Japan Association for Medical Informatics

[3-L-4-PP11-2] 外科手術台帳の移行時の問題点と新機能実装による業務削減の成果について

出雲 渉, 平田 慎 (みやぎ県南中核病院)

『経緯』
当院の外科ではデータベースソフトウェアで作成された外科手術台帳に医師が入力を行い、台帳から手術記録用紙を印刷、術式を書込み、指導医が確認、サイン後に医師事務補助作業者が統合画像管理システムに項目を入力しスキャナ取込を行い、電子カルテ上から外科手術記録を参照する運用を行っていた。

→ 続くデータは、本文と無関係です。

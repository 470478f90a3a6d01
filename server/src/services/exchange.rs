//! Exchange workflow: swap proposals, responses and points redemption.
//!
//! Precondition checks here produce the client-facing errors. The store
//! re-checks the same conditions inside its atomic write, so a request that
//! loses a race still fails cleanly instead of double-applying.

use std::sync::Arc;

use uuid::Uuid;

use crate::error::AppError;
use crate::models::{CreateSwapRequest, ItemStatus, Swap, SwapStatus, SwapType};
use crate::policy::{self, Action, Actor, Resource};
use crate::store::{AcceptOutcome, NewSwap, RedeemOutcome, Store, StoreError};

const SWAP_NOT_FOUND: &str = "Swap request not found.";
const DUPLICATE_REQUEST: &str = "You already have a pending swap request for this item.";
const NOT_ENOUGH_POINTS: &str = "You do not have enough points to redeem this item.";
const ITEM_UNAVAILABLE: &str = "This item is no longer available.";

pub struct ExchangeService {
    store: Arc<dyn Store>,
}

impl ExchangeService {
    pub fn new(store: Arc<dyn Store>) -> Self {
        Self { store }
    }

    /// Propose an exchange for someone else's listing
    pub async fn create_swap(
        &self,
        actor: &Actor,
        request: CreateSwapRequest,
    ) -> Result<Swap, AppError> {
        let requested = self
            .store
            .find_item(request.requested_item_id)
            .await?
            .ok_or_else(|| AppError::not_found("Requested item not found."))?;

        if !policy::can(actor, Action::RequestSwap, Resource::Listing(&requested)) {
            return Err(AppError::invalid_request("You cannot swap for your own item."));
        }

        if self.store.has_pending_swap(actor.id, requested.id).await? {
            return Err(AppError::invalid_request(DUPLICATE_REQUEST));
        }

        if requested.status != ItemStatus::Available {
            return Err(AppError::invalid_state(format!(
                "Cannot request an item that is {}.",
                requested.status
            )));
        }

        let (offered_item_id, points_value) = match request.swap_type {
            SwapType::Direct => {
                let offered_id = request.offered_item_id.ok_or_else(|| {
                    AppError::invalid_request("A direct swap must offer one of your items.")
                })?;
                let offered = self
                    .store
                    .find_item(offered_id)
                    .await?
                    .ok_or_else(|| AppError::not_found("Offered item not found."))?;
                if !policy::can(actor, Action::OfferListing, Resource::Listing(&offered)) {
                    return Err(AppError::invalid_request("You can only offer your own items."));
                }
                if offered.status != ItemStatus::Available {
                    return Err(AppError::invalid_state(format!(
                        "Cannot offer an item that is {}.",
                        offered.status
                    )));
                }
                (Some(offered.id), 0)
            }
            SwapType::Points => {
                if request.offered_item_id.is_some() {
                    return Err(AppError::invalid_request(
                        "A points swap cannot include an offered item.",
                    ));
                }
                let points = request.points_value.unwrap_or(requested.points_value);
                if points < 0 {
                    return Err(AppError::invalid_request("Points cannot be negative."));
                }
                (None, points)
            }
        };

        let swap = self
            .store
            .insert_swap(NewSwap {
                requester_id: actor.id,
                responder_id: requested.owner_id,
                requested_item_id: requested.id,
                offered_item_id,
                status: SwapStatus::Pending,
                swap_type: request.swap_type,
                points_value,
            })
            .await
            .map_err(|e| match e {
                StoreError::Duplicate(_) => AppError::invalid_request(DUPLICATE_REQUEST),
                other => other.into(),
            })?;

        tracing::info!(
            swap_id = %swap.id,
            requester_id = %swap.requester_id,
            item_id = %swap.requested_item_id,
            swap_type = ?swap.swap_type,
            "swap requested"
        );
        Ok(swap)
    }

    /// Accept a pending exchange; both listings become `swapped`
    pub async fn accept_swap(&self, actor: &Actor, swap_id: Uuid) -> Result<Swap, AppError> {
        self.load_pending_for_response(actor, swap_id, "accept").await?;

        match self.store.accept_swap(swap_id).await? {
            AcceptOutcome::Accepted(swap) => {
                tracing::info!(swap_id = %swap.id, responder_id = %actor.id, "swap accepted");
                Ok(swap)
            }
            AcceptOutcome::NotPending => Err(self.lost_race(swap_id, "accept").await),
            AcceptOutcome::ListingUnavailable => Err(AppError::invalid_state(
                "One of the items in this swap is no longer available.",
            )),
            AcceptOutcome::InsufficientPoints => Err(AppError::invalid_request(
                "The requester no longer has enough points for this swap.",
            )),
        }
    }

    /// Decline a pending exchange; listings are untouched
    pub async fn reject_swap(&self, actor: &Actor, swap_id: Uuid) -> Result<Swap, AppError> {
        self.load_pending_for_response(actor, swap_id, "reject").await?;

        match self.store.reject_swap(swap_id).await? {
            Some(swap) => {
                tracing::info!(swap_id = %swap.id, responder_id = %actor.id, "swap rejected");
                Ok(swap)
            }
            None => Err(self.lost_race(swap_id, "reject").await),
        }
    }

    /// Buy an available listing outright with points
    pub async fn redeem(&self, actor: &Actor, item_id: Uuid) -> Result<Swap, AppError> {
        let item = self
            .store
            .find_item(item_id)
            .await?
            .ok_or_else(|| AppError::not_found("Item not found."))?;

        if item.status != ItemStatus::Available {
            return Err(AppError::invalid_state(ITEM_UNAVAILABLE));
        }
        if !policy::can(actor, Action::Redeem, Resource::Listing(&item)) {
            return Err(AppError::invalid_request(
                "You cannot redeem your own item with points.",
            ));
        }

        let redeemer = self
            .store
            .find_user(actor.id)
            .await?
            .ok_or_else(|| AppError::not_found("User not found."))?;
        if redeemer.points < item.points_value {
            return Err(AppError::invalid_request(NOT_ENOUGH_POINTS));
        }

        match self.store.redeem_item(item.id, actor.id).await? {
            RedeemOutcome::Redeemed(swap) => {
                tracing::info!(
                    swap_id = %swap.id,
                    item_id = %item.id,
                    redeemer_id = %actor.id,
                    points = swap.points_value,
                    "item redeemed with points"
                );
                Ok(swap)
            }
            RedeemOutcome::ListingNotFound => Err(AppError::not_found("Item not found.")),
            RedeemOutcome::ListingUnavailable => Err(AppError::invalid_state(ITEM_UNAVAILABLE)),
            RedeemOutcome::OwnListing => Err(AppError::invalid_request(
                "You cannot redeem your own item with points.",
            )),
            RedeemOutcome::InsufficientPoints => Err(AppError::invalid_request(NOT_ENOUGH_POINTS)),
        }
    }

    async fn load_pending_for_response(
        &self,
        actor: &Actor,
        swap_id: Uuid,
        verb: &str,
    ) -> Result<Swap, AppError> {
        let swap = self
            .store
            .find_swap(swap_id)
            .await?
            .ok_or_else(|| AppError::not_found(SWAP_NOT_FOUND))?;

        if !policy::can(actor, Action::RespondToSwap, Resource::Swap(&swap)) {
            return Err(AppError::forbidden(format!(
                "Not authorized to {verb} this swap."
            )));
        }
        if swap.status != SwapStatus::Pending {
            return Err(already(verb, swap.status));
        }
        Ok(swap)
    }

    /// Build the error for a transition that found the swap no longer pending.
    async fn lost_race(&self, swap_id: Uuid, verb: &str) -> AppError {
        match self.store.find_swap(swap_id).await {
            Ok(Some(swap)) => already(verb, swap.status),
            Ok(None) => AppError::not_found(SWAP_NOT_FOUND),
            Err(e) => e.into(),
        }
    }
}

fn already(verb: &str, status: SwapStatus) -> AppError {
    AppError::invalid_state(format!("Cannot {verb} a swap that is already {status}."))
}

使用していたサーバーの老朽化に伴い、ソフトウェアのバージョンアップを行い、専用サーバーから他のシステムが稼働しているサーバーでの稼働と、クライアント側のライセンス数も大幅に減らすことが決まった。
『目的』
クライアントソフトがインストールされていない端末向けにブラウザ上での動作可能を目指した。また、バーコード印字機能、手術記録取込状況の管理機能などを追加し、運用の改善を目指した。
『問題点』
複数のファイルで構成された旧外科手術台帳を、ライセンス数削減のため1つのファイルに統合を行う必要性があり、また一部機能が同じサーバー上で稼働している他システムと競合を起こすなどの不具合などが判明し、大幅に移行が遅れた。
『方法』
機能と稼働数を限定し、新外科手術記録台帳の運用を開始した。使用している外科医師たちと担当者で定例のミーティングを行い不具合や改善点などを洗い出し、修正を行った。時間はかかったが、他システムとの競合問題を解決し、制限されていた機能も稼働可能となった。
『結果』
ブラウザ上での完全動作や各種システムとの連動が可能となった。また、バーコードによる自動取込と取込管理機能で医師事務補助者の業務削減の目標達成も果たした。
『考察』
当初は難航したデータベースの更新だったが、外科医師たちの協力と理解もあり、担当者の柔軟な対応が可能となり、段階的に障害解決と機能実装が行えた。そのことが目標達成の最大要因であると考えられる。